Results and Discussion
This assay is an essential tool for anyone wishing to determine how an experimental treatment
affects the P. falciparum development in anopheline mosquitoes. Although the feeding
mechanism is artificial, the vector-parasite interaction is more applicable to natural infection
contexts than the rodent parasite model, P. berghei. This assay is limited in that the investigator
must have access to a successful P. falciparum gametocyte culture but is quite easy to carry out
if a culture can be obtained. P. falciparum infection has become particularly critical for research
in the immune response of mosquitoes since immunity to P. berghei and immunity to P.
falciparum are different (Cohuet, et al. 2006; Dong, et al. 2006). This is probably why more and
more investigators in this field are utilizing methods such as this one to score infection
phenotypes.
Benedict, M. (1997). Care and maintenance of anopheline mosquitoes. The molecular biology of
disease vectors: A methods manual.

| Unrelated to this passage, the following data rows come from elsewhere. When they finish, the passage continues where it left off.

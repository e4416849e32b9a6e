//! Score card schema validation.

use crate::domain::ScoreCard;
use crate::errors::{EngineError, EngineResult};

const VALID_VERDICTS: &[&str] = &["pass", "conditional_pass", "fail"];
const VALID_SEVERITIES: &[&str] = &["P0", "P1", "P2"];

/// Validates score card fields against the review schema. All violations
/// are collected and surfaced in a single error.
#[derive(Debug, Clone, Copy, Default)]
pub struct SchemaValidator;

impl SchemaValidator {
    pub fn validate(&self, card: &ScoreCard) -> EngineResult<()> {
        let mut violations = Vec::new();

        if card.review_id.is_empty() {
            violations.push("reviewId must be non-empty".to_string());
        }
        if card.reviewer.is_empty() {
            violations.push("reviewer must be non-empty".to_string());
        }
        if !VALID_VERDICTS.contains(&card.verdict.as_str()) {
            violations.push(format!(
                "verdict {:?} is not valid; must be pass, conditional_pass, or fail",
                card.verdict
            ));
        }

        let dims = [
            ("correctness", card.scores.correctness),
            ("security", card.scores.security),
            ("maintainability", card.scores.maintainability),
            ("cost", card.scores.cost),
            ("deliveryRisk", card.scores.delivery_risk),
        ];
        for (name, value) in dims {
            if !(1..=5).contains(&value) {
                violations.push(format!("{name} score {value} out of range [1, 5]"));
            }
        }

        for (i, issue) in card.issues.iter().enumerate() {
            if !VALID_SEVERITIES.contains(&issue.severity.as_str()) {
                violations.push(format!(
                    "issue[{i}] severity {:?} is not valid; must be P0, P1, or P2",
                    issue.severity
                ));
            }
        }

        if !violations.is_empty() {
            return Err(EngineError::ScoreCardInvalid { violations });
        }
        Ok(())
    }
}
//! Detection and classification of intent conflicts on the same file.

use std::collections::HashMap;

use serde::{Deserialize, Serialize};

use crate::domain::Intent;
use crate::errors::{EngineError, EngineResult};
use crate::store::StoreHandle;

/// Kind of file conflict between two intents.
#[derive(Debug, Clone, Copy, PartialEq, Eq, Serialize, Deserialize)]
#[serde(rename_all = "lowercase")]
pub enum ConflictType {
    Overlap,
    Delete,
    Create,
}

/// A conflict between two intents targeting the same file.
#[derive(Debug, Clone, Serialize, Deserialize)]
#[serde(rename_all = "camelCase")]
pub struct FileConflict {
    pub file: String,
    pub intent_a: Intent,
    pub intent_b: Intent,
    pub conflict_type: ConflictType,
}

/// Finds and classifies conflicts between active intents.
#[derive(Clone)]
pub struct ConflictDetector {
    store: StoreHandle,
}

impl ConflictDetector {
    pub fn new(store: StoreHandle) -> Self {
        ConflictDetector { store }
    }

    /// Scan all pending and running intents for a task and return every
    /// pairwise conflict on a shared file.
    pub async fn detect(&self, task_id: &str) -> EngineResult<Vec<FileConflict>> {
        let id = task_id.to_string();
        let all = self
            .store
            .call(move |store| {
                let mut pending = store.list_intents_by_status(&id, "pending")?;
                let running = store.list_intents_by_status(&id, "running")?;
                pending.extend(running);
                Ok(pending)
            })
            .await?;

        let mut by_file: HashMap<String, Vec<Intent>> = HashMap::new();
        for intent in all {
            by_file.entry(intent.target_file.clone()).or_default().push(intent);
        }

        let mut conflicts = Vec::new();
        for intents in by_file.values() {
            if intents.len() < 2 {
                continue;
            }
            for i in 0..intents.len() {
                for j in (i + 1)..intents.len() {
                    if let Some(conflict) = Self::detect_between(&intents[i], &intents[j]) {
                        conflicts.push(conflict);
                    }
                }
            }
        }
        Ok(conflicts)
    }

    /// Classify the conflict between two intents, or `None` when they
    /// target different files.
    pub fn detect_between(a: &Intent, b: &Intent) -> Option<FileConflict> {
        if a.target_file != b.target_file {
            return None;
        }

        let conflict_type = if a.operation == "delete" || b.operation == "delete" {
            ConflictType::Delete
        } else if a.operation == "create" && b.operation == "create" {
            ConflictType::Create
        } else {
            ConflictType::Overlap
        };

        Some(FileConflict {
            file: a.target_file.clone(),
            intent_a: a.clone(),
            intent_b: b.clone(),
            conflict_type,
        })
    }

    /// Conflict resolution is not implemented in the core; conflicts
    /// surface to a higher-level decision authority.
    pub fn resolve(&self, conflict: &FileConflict) -> EngineResult<()> {
        Err(EngineError::IntentConflict(conflict.file.clone()))
    }
}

J. Crampton, C. Beard and C. Louis. London, Champman
and Hall: 3-12.
Cohuet, A., M. A. Osta, et al. (2006). "Anopheles and Plasmodium: from laboratory models to
natural systems in the field." EMBO Rep 7(12): 1285-9.
Dong, Y., R. Aguilar, et al. (2006). "Anopheles gambiae immune responses to human and rodent
Plasmodium parasite species." PLoS Pathog. 2(6): e52.
Figure 1: Midgut oocysts visualized by light microscopy. Using mercurochrome staining,
oocysts are visible in a midgut dissected from an infection mosquito at 7 days post-feeding.